Give the number of lines in the data below that contain "bool", with no other words.

Stored data

▼

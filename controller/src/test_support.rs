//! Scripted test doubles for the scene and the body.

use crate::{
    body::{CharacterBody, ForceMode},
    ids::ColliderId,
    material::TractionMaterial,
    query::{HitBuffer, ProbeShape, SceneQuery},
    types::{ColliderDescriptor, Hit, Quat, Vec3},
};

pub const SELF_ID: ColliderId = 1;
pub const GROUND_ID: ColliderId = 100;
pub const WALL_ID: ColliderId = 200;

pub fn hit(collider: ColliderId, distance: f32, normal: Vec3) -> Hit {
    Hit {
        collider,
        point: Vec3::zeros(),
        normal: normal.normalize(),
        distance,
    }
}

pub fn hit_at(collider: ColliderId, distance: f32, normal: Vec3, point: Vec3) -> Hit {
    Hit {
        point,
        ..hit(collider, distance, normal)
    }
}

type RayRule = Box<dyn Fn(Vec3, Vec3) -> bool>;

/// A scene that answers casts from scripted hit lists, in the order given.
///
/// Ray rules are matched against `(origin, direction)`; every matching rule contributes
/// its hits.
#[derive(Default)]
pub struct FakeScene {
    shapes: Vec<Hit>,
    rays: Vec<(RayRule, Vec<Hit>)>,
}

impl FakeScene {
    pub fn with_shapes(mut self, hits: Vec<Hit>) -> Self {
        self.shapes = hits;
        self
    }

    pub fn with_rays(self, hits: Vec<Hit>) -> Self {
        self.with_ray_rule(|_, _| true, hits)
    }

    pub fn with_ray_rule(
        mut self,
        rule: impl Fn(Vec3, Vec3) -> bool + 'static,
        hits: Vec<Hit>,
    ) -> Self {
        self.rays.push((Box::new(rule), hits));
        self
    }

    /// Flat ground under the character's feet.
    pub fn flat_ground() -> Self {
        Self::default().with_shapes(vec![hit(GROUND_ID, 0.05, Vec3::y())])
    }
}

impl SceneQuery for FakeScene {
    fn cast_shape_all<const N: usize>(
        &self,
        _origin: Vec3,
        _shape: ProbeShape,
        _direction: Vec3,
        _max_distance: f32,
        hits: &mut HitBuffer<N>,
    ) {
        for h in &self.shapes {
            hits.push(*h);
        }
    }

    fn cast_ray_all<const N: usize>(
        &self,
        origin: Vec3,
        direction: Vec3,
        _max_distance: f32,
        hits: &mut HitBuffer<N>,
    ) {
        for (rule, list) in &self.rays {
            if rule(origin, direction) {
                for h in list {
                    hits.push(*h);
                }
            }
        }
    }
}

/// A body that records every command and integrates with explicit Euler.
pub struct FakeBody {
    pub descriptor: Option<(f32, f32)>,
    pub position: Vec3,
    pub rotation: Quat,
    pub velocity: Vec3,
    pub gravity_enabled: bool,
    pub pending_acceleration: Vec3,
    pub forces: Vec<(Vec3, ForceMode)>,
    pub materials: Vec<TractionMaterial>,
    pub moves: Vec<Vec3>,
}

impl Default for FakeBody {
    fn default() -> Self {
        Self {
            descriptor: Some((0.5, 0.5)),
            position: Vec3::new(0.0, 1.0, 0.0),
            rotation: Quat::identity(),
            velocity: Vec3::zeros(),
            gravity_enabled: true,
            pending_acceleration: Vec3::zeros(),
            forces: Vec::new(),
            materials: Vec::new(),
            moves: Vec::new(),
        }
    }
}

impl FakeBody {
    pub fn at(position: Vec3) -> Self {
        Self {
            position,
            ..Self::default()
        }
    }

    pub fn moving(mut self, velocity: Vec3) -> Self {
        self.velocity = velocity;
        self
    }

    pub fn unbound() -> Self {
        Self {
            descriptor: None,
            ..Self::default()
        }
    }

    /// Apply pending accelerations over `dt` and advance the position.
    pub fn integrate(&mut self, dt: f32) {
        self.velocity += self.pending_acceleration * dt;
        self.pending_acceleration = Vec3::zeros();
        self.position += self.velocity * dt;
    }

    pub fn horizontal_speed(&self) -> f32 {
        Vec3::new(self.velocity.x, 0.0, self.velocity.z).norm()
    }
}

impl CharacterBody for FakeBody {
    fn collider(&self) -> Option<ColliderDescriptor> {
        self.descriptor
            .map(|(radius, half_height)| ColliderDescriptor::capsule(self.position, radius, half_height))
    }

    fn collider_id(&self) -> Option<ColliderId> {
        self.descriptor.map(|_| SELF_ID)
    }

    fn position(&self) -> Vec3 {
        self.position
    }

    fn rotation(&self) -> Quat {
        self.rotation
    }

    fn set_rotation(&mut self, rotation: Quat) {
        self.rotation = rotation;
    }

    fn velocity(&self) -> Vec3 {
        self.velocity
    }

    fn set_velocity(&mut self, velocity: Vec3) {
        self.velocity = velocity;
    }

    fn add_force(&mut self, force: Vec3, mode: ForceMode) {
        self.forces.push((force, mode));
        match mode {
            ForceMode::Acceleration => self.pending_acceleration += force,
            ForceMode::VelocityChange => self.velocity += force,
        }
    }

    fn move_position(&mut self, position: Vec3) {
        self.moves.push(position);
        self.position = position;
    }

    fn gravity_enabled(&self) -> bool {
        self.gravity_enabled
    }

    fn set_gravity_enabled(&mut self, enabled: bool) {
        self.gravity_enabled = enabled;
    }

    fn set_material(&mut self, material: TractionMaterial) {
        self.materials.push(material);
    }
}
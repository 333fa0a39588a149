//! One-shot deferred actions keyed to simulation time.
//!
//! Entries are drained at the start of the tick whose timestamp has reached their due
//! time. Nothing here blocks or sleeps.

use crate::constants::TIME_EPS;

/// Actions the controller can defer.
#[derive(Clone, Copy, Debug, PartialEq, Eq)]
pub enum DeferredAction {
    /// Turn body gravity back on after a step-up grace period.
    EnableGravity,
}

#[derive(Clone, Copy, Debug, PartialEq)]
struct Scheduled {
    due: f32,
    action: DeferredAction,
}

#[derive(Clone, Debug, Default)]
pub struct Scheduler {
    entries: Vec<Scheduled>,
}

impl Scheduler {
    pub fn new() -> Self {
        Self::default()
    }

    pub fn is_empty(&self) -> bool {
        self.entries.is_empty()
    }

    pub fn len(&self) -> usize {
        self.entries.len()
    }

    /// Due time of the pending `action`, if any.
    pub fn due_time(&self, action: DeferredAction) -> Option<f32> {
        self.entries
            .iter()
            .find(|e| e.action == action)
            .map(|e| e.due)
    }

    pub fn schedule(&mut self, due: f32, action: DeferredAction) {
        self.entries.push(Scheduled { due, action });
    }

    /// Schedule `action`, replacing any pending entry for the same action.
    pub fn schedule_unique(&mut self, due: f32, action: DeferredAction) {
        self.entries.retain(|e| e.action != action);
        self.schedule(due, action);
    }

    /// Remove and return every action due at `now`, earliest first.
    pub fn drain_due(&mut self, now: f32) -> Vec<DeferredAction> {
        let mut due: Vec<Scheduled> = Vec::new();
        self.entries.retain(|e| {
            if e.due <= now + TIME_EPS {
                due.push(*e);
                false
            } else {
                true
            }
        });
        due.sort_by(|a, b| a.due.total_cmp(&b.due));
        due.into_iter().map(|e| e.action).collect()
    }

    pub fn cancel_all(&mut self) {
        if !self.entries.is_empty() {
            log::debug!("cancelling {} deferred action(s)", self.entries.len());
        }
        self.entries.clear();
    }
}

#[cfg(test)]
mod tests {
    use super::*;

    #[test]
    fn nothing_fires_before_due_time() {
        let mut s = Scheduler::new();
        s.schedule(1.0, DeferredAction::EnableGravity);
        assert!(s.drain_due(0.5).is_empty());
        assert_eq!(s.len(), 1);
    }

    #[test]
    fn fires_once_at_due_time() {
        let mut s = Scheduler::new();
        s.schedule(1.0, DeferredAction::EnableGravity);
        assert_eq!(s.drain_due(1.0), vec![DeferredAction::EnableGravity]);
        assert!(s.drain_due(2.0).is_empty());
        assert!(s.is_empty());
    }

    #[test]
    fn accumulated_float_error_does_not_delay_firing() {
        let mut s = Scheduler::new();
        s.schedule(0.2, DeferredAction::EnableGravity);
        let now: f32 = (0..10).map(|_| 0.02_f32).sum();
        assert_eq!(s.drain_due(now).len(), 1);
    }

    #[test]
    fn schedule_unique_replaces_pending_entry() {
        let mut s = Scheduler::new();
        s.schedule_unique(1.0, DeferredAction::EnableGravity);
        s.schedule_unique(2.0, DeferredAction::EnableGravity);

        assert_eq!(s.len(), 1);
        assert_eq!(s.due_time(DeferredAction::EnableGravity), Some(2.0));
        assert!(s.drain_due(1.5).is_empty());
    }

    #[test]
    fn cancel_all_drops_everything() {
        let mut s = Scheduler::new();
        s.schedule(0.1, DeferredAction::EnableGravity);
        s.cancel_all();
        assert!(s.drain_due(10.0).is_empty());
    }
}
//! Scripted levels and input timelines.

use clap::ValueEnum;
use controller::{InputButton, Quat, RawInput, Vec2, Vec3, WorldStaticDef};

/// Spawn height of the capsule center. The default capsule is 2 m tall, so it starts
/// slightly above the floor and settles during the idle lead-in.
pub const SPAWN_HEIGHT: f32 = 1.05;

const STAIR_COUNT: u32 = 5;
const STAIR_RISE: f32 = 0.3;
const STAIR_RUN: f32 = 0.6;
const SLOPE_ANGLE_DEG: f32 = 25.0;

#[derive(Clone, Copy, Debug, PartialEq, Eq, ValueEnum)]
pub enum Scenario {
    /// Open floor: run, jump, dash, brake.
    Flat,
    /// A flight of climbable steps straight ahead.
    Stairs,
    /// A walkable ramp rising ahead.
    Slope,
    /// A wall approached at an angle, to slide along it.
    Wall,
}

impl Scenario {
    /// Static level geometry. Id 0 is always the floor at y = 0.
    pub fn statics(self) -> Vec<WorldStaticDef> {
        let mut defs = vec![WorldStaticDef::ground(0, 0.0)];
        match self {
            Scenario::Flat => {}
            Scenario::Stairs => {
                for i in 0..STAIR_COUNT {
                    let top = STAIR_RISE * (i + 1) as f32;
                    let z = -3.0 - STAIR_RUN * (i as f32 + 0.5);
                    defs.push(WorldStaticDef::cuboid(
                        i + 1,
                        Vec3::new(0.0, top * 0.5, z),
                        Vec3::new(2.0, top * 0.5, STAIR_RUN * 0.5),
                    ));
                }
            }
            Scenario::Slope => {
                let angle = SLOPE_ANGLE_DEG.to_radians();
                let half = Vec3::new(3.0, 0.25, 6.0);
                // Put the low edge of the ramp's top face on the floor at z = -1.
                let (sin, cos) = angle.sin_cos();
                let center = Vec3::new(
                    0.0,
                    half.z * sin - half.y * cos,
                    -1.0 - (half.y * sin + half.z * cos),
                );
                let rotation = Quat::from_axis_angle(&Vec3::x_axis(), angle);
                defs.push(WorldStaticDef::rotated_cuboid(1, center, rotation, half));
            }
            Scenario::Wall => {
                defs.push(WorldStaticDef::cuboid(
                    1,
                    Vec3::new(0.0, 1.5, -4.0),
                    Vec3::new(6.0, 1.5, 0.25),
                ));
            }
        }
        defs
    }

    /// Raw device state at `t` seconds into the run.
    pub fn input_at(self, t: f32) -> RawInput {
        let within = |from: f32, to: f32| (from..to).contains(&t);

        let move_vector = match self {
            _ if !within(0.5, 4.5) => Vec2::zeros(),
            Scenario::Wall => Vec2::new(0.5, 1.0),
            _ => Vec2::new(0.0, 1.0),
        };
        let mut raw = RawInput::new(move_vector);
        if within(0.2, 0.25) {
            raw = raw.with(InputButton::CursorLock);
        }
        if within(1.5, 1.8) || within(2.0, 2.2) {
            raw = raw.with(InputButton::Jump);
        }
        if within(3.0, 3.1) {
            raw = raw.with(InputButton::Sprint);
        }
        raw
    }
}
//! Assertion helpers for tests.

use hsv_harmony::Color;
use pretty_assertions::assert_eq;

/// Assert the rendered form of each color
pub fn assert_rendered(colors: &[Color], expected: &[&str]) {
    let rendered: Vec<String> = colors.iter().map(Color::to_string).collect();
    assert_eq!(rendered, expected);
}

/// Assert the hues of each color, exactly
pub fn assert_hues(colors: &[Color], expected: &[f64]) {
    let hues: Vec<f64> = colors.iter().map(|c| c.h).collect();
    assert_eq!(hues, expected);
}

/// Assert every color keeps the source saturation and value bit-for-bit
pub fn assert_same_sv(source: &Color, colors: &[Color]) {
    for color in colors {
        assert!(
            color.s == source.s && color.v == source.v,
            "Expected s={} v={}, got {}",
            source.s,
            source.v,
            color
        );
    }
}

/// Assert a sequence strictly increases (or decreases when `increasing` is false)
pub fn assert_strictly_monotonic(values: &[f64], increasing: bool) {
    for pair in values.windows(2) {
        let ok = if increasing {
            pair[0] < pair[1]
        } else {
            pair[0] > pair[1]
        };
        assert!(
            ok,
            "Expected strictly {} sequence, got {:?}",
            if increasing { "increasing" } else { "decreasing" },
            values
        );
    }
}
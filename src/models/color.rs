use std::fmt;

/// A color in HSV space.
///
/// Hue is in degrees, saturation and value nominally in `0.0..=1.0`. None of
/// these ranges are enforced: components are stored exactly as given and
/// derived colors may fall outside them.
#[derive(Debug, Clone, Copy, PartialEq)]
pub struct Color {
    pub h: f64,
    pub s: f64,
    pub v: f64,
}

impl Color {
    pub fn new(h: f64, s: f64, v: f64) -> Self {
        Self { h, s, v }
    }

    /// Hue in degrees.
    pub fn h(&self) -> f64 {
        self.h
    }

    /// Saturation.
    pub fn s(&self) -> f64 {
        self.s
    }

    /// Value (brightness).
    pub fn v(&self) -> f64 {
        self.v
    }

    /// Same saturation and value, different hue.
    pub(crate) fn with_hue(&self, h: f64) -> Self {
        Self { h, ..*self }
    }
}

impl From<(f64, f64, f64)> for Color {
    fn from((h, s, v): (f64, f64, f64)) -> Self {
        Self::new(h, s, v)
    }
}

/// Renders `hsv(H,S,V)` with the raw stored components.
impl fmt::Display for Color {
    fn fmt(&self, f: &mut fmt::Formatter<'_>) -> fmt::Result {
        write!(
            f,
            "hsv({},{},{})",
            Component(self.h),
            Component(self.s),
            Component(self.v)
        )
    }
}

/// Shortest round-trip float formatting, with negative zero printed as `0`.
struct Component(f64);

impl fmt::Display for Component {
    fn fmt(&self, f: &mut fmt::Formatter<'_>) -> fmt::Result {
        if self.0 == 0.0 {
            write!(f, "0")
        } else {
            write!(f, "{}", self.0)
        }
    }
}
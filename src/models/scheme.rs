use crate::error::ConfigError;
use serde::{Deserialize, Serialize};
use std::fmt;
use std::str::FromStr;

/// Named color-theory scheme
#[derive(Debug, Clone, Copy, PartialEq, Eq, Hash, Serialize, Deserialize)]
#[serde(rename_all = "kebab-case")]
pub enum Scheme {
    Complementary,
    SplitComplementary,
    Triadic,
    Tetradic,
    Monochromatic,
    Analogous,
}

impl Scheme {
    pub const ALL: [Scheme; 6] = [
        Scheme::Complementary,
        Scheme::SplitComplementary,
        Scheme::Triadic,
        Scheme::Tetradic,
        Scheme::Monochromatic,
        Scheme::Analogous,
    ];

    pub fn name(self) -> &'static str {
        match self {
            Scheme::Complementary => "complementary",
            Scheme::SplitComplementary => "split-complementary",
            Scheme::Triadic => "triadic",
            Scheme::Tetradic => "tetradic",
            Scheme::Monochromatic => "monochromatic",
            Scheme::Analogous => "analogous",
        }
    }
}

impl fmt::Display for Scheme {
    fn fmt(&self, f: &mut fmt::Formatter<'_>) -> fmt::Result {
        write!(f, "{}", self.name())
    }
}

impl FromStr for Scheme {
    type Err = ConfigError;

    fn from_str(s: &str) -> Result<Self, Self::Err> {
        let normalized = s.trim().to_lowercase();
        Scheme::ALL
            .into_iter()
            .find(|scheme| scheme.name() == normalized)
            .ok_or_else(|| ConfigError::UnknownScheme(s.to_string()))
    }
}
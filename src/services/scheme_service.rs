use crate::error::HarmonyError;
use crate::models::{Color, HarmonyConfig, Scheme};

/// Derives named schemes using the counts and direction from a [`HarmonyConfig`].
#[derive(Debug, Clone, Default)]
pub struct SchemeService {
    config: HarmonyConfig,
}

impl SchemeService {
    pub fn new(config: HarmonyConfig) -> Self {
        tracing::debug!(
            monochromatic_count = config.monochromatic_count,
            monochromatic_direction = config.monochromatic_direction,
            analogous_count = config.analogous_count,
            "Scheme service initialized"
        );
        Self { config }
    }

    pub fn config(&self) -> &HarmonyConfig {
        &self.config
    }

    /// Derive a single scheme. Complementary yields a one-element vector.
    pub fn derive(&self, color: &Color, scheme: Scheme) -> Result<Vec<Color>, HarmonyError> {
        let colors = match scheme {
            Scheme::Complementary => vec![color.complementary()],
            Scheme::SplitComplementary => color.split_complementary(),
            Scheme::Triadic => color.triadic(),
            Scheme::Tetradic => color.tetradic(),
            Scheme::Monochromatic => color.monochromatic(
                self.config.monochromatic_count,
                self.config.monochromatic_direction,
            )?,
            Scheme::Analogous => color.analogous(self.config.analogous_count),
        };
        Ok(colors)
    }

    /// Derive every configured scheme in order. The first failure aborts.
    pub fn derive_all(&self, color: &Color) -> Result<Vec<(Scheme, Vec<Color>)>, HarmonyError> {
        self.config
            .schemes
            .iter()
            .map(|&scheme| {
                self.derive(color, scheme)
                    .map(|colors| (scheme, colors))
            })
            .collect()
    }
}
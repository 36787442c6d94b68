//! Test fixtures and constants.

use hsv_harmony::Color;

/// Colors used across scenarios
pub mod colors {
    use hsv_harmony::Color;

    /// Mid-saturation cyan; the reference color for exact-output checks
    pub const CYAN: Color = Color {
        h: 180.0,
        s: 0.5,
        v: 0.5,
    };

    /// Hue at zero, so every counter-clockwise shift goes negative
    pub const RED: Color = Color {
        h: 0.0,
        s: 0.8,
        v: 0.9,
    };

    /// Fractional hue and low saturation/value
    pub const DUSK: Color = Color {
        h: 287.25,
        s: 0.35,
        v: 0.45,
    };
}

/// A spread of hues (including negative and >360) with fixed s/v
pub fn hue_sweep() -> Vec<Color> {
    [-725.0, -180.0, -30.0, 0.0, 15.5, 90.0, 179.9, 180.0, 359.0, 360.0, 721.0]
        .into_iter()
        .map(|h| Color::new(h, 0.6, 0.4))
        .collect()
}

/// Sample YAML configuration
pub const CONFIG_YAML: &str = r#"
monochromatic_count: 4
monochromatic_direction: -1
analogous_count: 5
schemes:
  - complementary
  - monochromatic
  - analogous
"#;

▲

## Completed exercise
7